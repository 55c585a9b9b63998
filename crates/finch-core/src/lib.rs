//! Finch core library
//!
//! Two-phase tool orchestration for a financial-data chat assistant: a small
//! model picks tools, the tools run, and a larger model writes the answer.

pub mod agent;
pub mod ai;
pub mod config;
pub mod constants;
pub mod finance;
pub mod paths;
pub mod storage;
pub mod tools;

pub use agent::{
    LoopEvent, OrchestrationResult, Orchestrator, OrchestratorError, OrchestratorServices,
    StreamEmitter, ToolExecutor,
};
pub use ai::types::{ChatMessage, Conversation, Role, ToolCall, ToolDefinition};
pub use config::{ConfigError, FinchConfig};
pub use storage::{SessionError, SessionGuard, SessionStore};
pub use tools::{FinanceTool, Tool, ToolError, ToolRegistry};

* * *

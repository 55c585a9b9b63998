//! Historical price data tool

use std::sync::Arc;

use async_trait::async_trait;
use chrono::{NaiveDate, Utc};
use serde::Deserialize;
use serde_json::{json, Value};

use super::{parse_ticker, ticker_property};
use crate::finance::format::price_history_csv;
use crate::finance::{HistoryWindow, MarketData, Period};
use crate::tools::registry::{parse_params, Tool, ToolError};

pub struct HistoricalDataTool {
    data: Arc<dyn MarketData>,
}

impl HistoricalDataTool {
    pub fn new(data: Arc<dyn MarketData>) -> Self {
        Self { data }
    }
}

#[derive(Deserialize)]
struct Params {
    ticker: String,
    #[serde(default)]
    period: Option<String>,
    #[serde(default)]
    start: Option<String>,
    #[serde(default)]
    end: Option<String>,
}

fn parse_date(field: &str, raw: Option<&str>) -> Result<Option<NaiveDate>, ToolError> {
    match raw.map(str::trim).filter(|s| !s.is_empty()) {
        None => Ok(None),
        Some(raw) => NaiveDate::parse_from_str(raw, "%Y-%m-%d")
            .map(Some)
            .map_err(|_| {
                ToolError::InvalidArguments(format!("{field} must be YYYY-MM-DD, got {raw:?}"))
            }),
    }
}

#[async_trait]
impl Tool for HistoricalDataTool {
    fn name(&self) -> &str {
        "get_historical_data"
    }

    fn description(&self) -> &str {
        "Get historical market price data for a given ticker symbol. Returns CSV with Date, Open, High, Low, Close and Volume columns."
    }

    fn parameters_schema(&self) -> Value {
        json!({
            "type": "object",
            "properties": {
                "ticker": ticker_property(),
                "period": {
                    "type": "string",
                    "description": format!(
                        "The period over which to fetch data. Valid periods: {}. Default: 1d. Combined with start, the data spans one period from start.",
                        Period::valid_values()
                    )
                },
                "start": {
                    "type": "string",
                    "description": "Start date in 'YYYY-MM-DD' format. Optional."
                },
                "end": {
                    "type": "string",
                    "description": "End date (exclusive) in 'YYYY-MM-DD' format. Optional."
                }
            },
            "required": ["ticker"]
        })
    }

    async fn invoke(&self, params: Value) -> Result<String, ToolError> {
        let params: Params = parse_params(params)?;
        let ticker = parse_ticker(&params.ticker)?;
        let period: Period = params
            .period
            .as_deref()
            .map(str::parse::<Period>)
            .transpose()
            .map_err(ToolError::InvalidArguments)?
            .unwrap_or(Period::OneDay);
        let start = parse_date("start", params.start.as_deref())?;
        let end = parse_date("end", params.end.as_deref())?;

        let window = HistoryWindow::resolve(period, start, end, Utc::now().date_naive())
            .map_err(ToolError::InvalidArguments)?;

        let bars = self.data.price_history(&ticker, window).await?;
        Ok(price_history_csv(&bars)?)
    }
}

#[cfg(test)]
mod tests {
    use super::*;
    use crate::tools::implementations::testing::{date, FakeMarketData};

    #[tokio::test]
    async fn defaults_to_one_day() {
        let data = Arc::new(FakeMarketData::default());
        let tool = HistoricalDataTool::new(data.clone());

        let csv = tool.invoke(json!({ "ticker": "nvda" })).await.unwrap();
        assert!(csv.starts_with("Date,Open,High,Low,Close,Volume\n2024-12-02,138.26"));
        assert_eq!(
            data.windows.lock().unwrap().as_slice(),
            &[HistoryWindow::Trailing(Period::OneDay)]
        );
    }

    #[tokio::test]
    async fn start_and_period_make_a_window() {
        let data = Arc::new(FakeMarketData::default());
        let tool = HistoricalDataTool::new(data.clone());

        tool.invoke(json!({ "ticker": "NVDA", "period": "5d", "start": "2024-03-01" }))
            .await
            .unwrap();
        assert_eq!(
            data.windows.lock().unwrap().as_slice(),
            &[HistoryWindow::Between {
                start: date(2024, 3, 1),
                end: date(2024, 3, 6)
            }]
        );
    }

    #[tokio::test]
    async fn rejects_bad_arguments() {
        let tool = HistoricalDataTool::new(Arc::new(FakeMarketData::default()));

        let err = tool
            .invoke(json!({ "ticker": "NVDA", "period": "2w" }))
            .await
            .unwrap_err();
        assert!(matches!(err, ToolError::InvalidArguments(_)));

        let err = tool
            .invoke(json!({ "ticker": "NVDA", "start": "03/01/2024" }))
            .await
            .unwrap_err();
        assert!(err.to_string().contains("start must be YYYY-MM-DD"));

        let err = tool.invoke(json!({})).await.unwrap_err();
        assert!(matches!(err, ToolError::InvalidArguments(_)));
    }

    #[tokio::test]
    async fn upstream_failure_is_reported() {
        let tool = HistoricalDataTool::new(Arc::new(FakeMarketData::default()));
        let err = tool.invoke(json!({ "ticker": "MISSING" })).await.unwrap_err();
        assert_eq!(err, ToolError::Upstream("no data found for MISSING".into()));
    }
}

WHAT THE EXERCISE ASKS = If a line of the data holds the string "config", list it.

EXERCISE RESULT =
pub mod config;
pub use config::{ConfigError, FinchConfig};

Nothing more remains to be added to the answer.